Standard deviation of byte frequencies is 0.000032

dogganos@postmortem:~/temp/testbed$


We now see that all bytes are encountered in the encrypted file, at about the same frequency: 0.39 %, and in addition, the standard deviation is now minimal. That is because a good encryption algorithm produces a byte stream where each byte has a probability of 1/256 (~= 0.0039). This makes sense, because cryptanalysis exactly exploits redundancies in the plaintext (or data, or whatever). That the file looks like random data can also be verified by trying to compress it:

dogganos@postmortem:~/temp/testbed$bzip2 -k PHP_Manual.html.gpg
dogganos@postmortem:~/temp/testbed$l
total 14120
-rwx------ 1 dogganos dogganos 4675494 Oct 4 2001 PHP_Manual.html
-rw-r--r-- 1 dogganos dogganos 4676722 Dec 21 21:48 PHP_Manual.html.gpg
-rw-r--r-- 1 dogganos dogganos 4698154 Dec 21 21:48 PHP_Manual.html.gpg.bz2
dogganos@postmortem:~/temp/testbed$

The resulting "compressed" file now became even bigger! That is good for the encryption algorithm, because it means that the data it encrypts have no redundancy. As Bruce Schneier says in his Applied Cryptography, "This makes a reasonable test of an encryption algorithm; if the ciphertext can be compressed, then the algorithm probably isn't very good".
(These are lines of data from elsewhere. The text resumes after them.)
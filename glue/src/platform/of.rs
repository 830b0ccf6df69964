//! [Description] backed by a flattened device tree.

use super::{AssignedClock, Description, IoRange, NodeRef, PlatformResult, Specifier};
use crate::{error::PlatformError, resource::Irq};
use alloc::{collections::btree_map::BTreeMap, vec, vec::Vec};
use dt::{
    fdt::reader::{FdtError, FdtReader},
    node::{DeviceTree, Node, PhandleArgs},
};
use log::warn;
use spin::Mutex;

/// GIC specifier kinds, first cell of a 3-cell interrupt specifier.
const GIC_SPI: u32 = 0;
const GIC_PPI: u32 = 1;
/// Hardware interrupt number of SPI 0 and PPI 0.
const GIC_SPI_BASE: u32 = 32;
const GIC_PPI_BASE: u32 = 16;

pub struct DtDescription {
    tree: DeviceTree,
    /// Outstanding references per node id.
    refs: Mutex<BTreeMap<usize, usize>>,
}

impl DtDescription {
    pub fn new(tree: DeviceTree) -> DtDescription {
        DtDescription {
            tree,
            refs: Mutex::new(BTreeMap::new()),
        }
    }

    /// Parse the blob at `ptr`.
    ///
    /// # Safety
    ///
    /// `ptr` must point at a readable flattened device tree that stays valid for the call.
    pub unsafe fn from_fdt(ptr: *const u8) -> Result<DtDescription, FdtError> {
        unsafe { FdtReader::new(ptr) }.read().map(DtDescription::new)
    }

    pub fn tree(&self) -> &DeviceTree {
        &self.tree
    }

    /// References currently held on `node`.
    pub fn node_refs(&self, node: NodeRef) -> usize {
        self.refs.lock().get(&*node).copied().unwrap_or(0)
    }

    fn node(&self, node: NodeRef) -> PlatformResult<&Node> {
        self.tree.get_node_by_id(*node).ok_or(PlatformError::NoDevice)
    }

    fn clock_list(&self, node: &Node, list_prop: &str) -> PlatformResult<Vec<PhandleArgs>> {
        match self.tree.get_property(node, list_prop) {
            Some(_) => Ok(self.tree.get_phandle_list(node, list_prop, "#clock-cells")?),
            None => Ok(vec![]),
        }
    }
}

/// Translate an interrupt specifier into a hardware interrupt number.
fn map_irq(args: &[u32]) -> PlatformResult<Irq> {
    match *args {
        [GIC_SPI, num, _] => num.checked_add(GIC_SPI_BASE),
        [GIC_PPI, num, _] => num.checked_add(GIC_PPI_BASE),
        [_, _, _] => None,
        [num] | [num, _] => Some(num),
        _ => None,
    }
    .ok_or(PlatformError::InvalidArgument)
}

impl Description for DtDescription {
    fn find_compatible(&self, compatible: &str) -> Option<NodeRef> {
        let node = self.tree.find_compatible(compatible)?;
        *self.refs.lock().entry(node.node_id).or_insert(0) += 1;
        Some(NodeRef::from(node.node_id))
    }

    fn put_node(&self, node: NodeRef) {
        let mut refs = self.refs.lock();
        match refs.get_mut(&*node) {
            Some(count) if *count > 1 => *count -= 1,
            Some(_) => {
                refs.remove(&*node);
            }
            None => warn!("put of unreferenced node {}", *node),
        }
    }

    fn assigned_clocks(&self, node: NodeRef) -> PlatformResult<Vec<AssignedClock>> {
        let node = self.node(node)?;
        let clocks = self.clock_list(node, "assigned-clocks")?;
        if clocks.is_empty() {
            return Ok(vec![]);
        }
        let parents = self.clock_list(node, "assigned-clock-parents")?;
        let rates = match self.tree.get_property(node, "assigned-clock-rates") {
            Some(prop) => prop.value_as_cells()?,
            None => vec![],
        };
        Ok(clocks
            .into_iter()
            .enumerate()
            .filter(|(_, clock)| clock.phandle != 0)
            .map(|(index, clock)| AssignedClock {
                clock: clock.into(),
                parent: parents
                    .get(index)
                    .filter(|parent| parent.phandle != 0)
                    .cloned()
                    .map(Specifier::from),
                rate: rates.get(index).copied().filter(|rate| *rate != 0),
            })
            .collect())
    }

    fn clock(&self, node: NodeRef, name: &str) -> PlatformResult<Specifier> {
        let node = self.node(node)?;
        let index = self.tree.index_of_name(node, "clock-names", name)?;
        let spec = self
            .tree
            .get_phandle_args(node, "clocks", "#clock-cells", index)?;
        Ok(spec.into())
    }

    fn reset(&self, node: NodeRef, name: Option<&str>) -> PlatformResult<Specifier> {
        let node = self.node(node)?;
        let index = match name {
            Some(name) => self.tree.index_of_name(node, "reset-names", name)?,
            None => 0,
        };
        let spec = self
            .tree
            .get_phandle_args(node, "resets", "#reset-cells", index)?;
        Ok(spec.into())
    }

    fn address(&self, node: NodeRef, index: usize) -> PlatformResult<IoRange> {
        let node = self.node(node)?;
        Ok(self.tree.get_translated_reg(node, index)?.into())
    }

    fn irq_by_name(&self, node: NodeRef, name: &str) -> PlatformResult<Irq> {
        let node = self.node(node)?;
        map_irq(&self.tree.get_interrupt_by_name(node, name)?.args)
    }
}

#[cfg(test)]
pub(crate) mod tests {
    use super::*;
    use dt::fdt::writer::{FdtBlob, FdtWriter};

    pub(crate) const GIC: u32 = 1;
    pub(crate) const CCU: u32 = 2;
    pub(crate) const RESET: u32 = 3;

    /// A sun7i-a20 shaped tree: GIC interrupts, a CCU, a reset controller and a dual-core
    /// Mali-400 behind a `soc` bus that maps 1:1.
    pub(crate) fn sun7i_blob(cores: usize) -> FdtBlob {
        let names: &[&str] = if cores == 2 {
            &["IRQGP", "IRQGPMMU", "IRQPP0", "IRQPPMMU0", "IRQPP1", "IRQPPMMU1", "IRQPMU"]
        } else {
            &["IRQGP", "IRQGPMMU", "IRQPP0", "IRQPPMMU0", "IRQPMU"]
        };
        let spis: &[u32] = if cores == 2 {
            &[69, 70, 71, 72, 74, 75, 73]
        } else {
            &[69, 70, 71, 72, 73]
        };
        let interrupts: Vec<u32> = spis.iter().flat_map(|spi| [GIC_SPI, *spi, 4]).collect();

        let mut w = FdtWriter::new();
        w.begin_node("")
            .property_u32("#address-cells", 1)
            .property_u32("#size-cells", 1)
            .property_u32("interrupt-parent", GIC);
        w.begin_node("soc")
            .property_string("compatible", "simple-bus")
            .property_u32("#address-cells", 1)
            .property_u32("#size-cells", 1)
            .property_empty("ranges");
        w.begin_node("interrupt-controller@1c81000")
            .property_string("compatible", "arm,cortex-a7-gic")
            .property_u32("#interrupt-cells", 3)
            .property_u32("phandle", GIC)
            .end_node();
        w.begin_node("clock@1c20000")
            .property_string("compatible", "allwinner,sun7i-a20-ccu")
            .property_u32("#clock-cells", 1)
            .property_u32("#reset-cells", 1)
            .property_u32("phandle", CCU)
            .end_node();
        w.begin_node("reset@1c20000")
            .property_u32("#reset-cells", 1)
            .property_u32("phandle", RESET)
            .end_node();
        w.begin_node("gpu@1c40000")
            .property_strings("compatible", &["allwinner,sun7i-a20-mali", "arm,mali-400"])
            .property_cells("reg", &[0x01c4_0000, 0x10000])
            .property_cells("interrupts", &interrupts)
            .property_strings("interrupt-names", names)
            .property_cells("clocks", &[CCU, 11, CCU, 12])
            .property_strings("clock-names", &["ahb", "mod"])
            .property_cells("resets", &[RESET, 20])
            .property_cells("assigned-clocks", &[CCU, 12])
            .property_cells("assigned-clock-rates", &[384_000_000])
            .end_node();
        w.finish()
    }

    fn description(cores: usize) -> DtDescription {
        let blob = sun7i_blob(cores);
        unsafe { DtDescription::from_fdt(blob.as_ptr()) }.unwrap()
    }

    #[test]
    fn test_node_references_are_counted() {
        let desc = description(1);
        let node = desc.find_compatible("arm,mali-400").unwrap();
        assert_eq!(desc.node_refs(node), 1);
        let again = desc.find_compatible("allwinner,sun7i-a20-mali").unwrap();
        assert_eq!(node, again);
        assert_eq!(desc.node_refs(node), 2);
        desc.put_node(again);
        desc.put_node(node);
        assert_eq!(desc.node_refs(node), 0);
        assert!(desc.find_compatible("arm,mali-450").is_none());
    }

    #[test]
    fn test_clock_and_reset_specifiers() {
        let desc = description(1);
        let node = desc.find_compatible("arm,mali-400").unwrap();
        assert_eq!(
            desc.clock(node, "mod"),
            Ok(Specifier {
                phandle: CCU,
                args: vec![12]
            })
        );
        assert_eq!(desc.clock(node, "bus"), Err(PlatformError::NotFound));
        assert_eq!(desc.reset(node, None).map(|s| s.args), Ok(vec![20]));
        assert_eq!(desc.reset(node, Some("gpu")), Err(PlatformError::NotFound));
    }

    #[test]
    fn test_assigned_clocks() {
        let desc = description(1);
        let node = desc.find_compatible("arm,mali-400").unwrap();
        assert_eq!(
            desc.assigned_clocks(node),
            Ok(vec![AssignedClock {
                clock: Specifier {
                    phandle: CCU,
                    args: vec![12]
                },
                parent: None,
                rate: Some(384_000_000),
            }])
        );
    }

    #[test]
    fn test_address_and_interrupts() {
        let desc = description(2);
        let node = desc.find_compatible("arm,mali-400").unwrap();
        assert_eq!(*desc.address(node, 0).unwrap(), 0x01c4_0000..0x01c5_0000);
        assert_eq!(desc.irq_by_name(node, "IRQGP"), Ok(101));
        assert_eq!(desc.irq_by_name(node, "IRQPMU"), Ok(105));
        assert_eq!(desc.irq_by_name(node, "IRQPPMMU1"), Ok(107));

        let desc = description(1);
        let node = desc.find_compatible("arm,mali-400").unwrap();
        assert_eq!(desc.irq_by_name(node, "IRQPP1"), Err(PlatformError::NotFound));
    }

    #[test]
    fn test_wrapping_reg_is_invalid() {
        let mut w = FdtWriter::new();
        w.begin_node("")
            .property_u32("#address-cells", 2)
            .property_u32("#size-cells", 2);
        w.begin_node("gpu@ffffffff")
            .property_string("compatible", "arm,mali-400")
            .property_cells("reg", &[0xffff_ffff, 0xffff_f000, 0, 0x2000])
            .end_node();
        let blob = w.finish();
        let desc = unsafe { DtDescription::from_fdt(blob.as_ptr()) }.unwrap();
        let node = desc.find_compatible("arm,mali-400").unwrap();
        assert_eq!(desc.address(node, 0), Err(PlatformError::InvalidArgument));
    }

    #[test]
    fn test_irq_specifier_widths() {
        assert_eq!(map_irq(&[GIC_PPI, 9, 4]), Ok(25));
        assert_eq!(map_irq(&[7, 9, 4]), Err(PlatformError::InvalidArgument));
        assert_eq!(map_irq(&[44]), Ok(44));
        assert_eq!(map_irq(&[44, 1]), Ok(44));
        assert_eq!(map_irq(&[]), Err(PlatformError::InvalidArgument));
    }
}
Let's try now the opposite. First compress and then encrypt.

dogganos@postmortem:~/temp/testbed$bzip2 -k PHP_Manual.html
dogganos@postmortem:~/temp/testbed$l
total 14692
-rwx------ 1 dogganos dogganos 4675494 Oct 4 2001 PHP_Manual.html
-rwx------ 1 dogganos dogganos 581281 Oct 4 2001 PHP_Manual.html.bz2
-rw-r--r-- 1 dogganos dogganos 4676722 Dec 21 21:48 PHP_Manual.html.gpg
-rw-r--r-- 1 dogganos dogganos 4698154 Dec 21 21:48 PHP_Manual.html.gpg.bz2
dogganos@postmortem:~/temp/testbed$gpg -c -z 0 PHP_Manual.html.bz2
dogganos@postmortem:~/temp/testbed$l
total 15264
-rwx------ 1 dogganos dogganos 4675494 Oct 4 2001 PHP_Manual.html
-rwx------ 1 dogganos dogganos 581281 Oct 4 2001 PHP_Manual.html.bz2
-rw-r--r-- 1 dogganos dogganos 581515 Dec 23 21:28 PHP_Manual.html.bz2.gpg
-rw-r--r-- 1 dogganos dogganos 4676722 Dec 21 21:48 PHP_Manual.html.gpg
-rw-r--r-- 1 dogganos dogganos 4698154 Dec 21 21:48 PHP_Manual.html.gpg.bz2
dogganos@postmortem:~/temp/testbed$

Aha! The compression really squeezed it! Now, the resulting encrypted file PHP_Manual.html.bz2.gpg gives a wanna-be cryptologist far less stuff to work with, and also saves us time/space, as it is far less time consuming to transfer/store 500 KB, than 4 MB.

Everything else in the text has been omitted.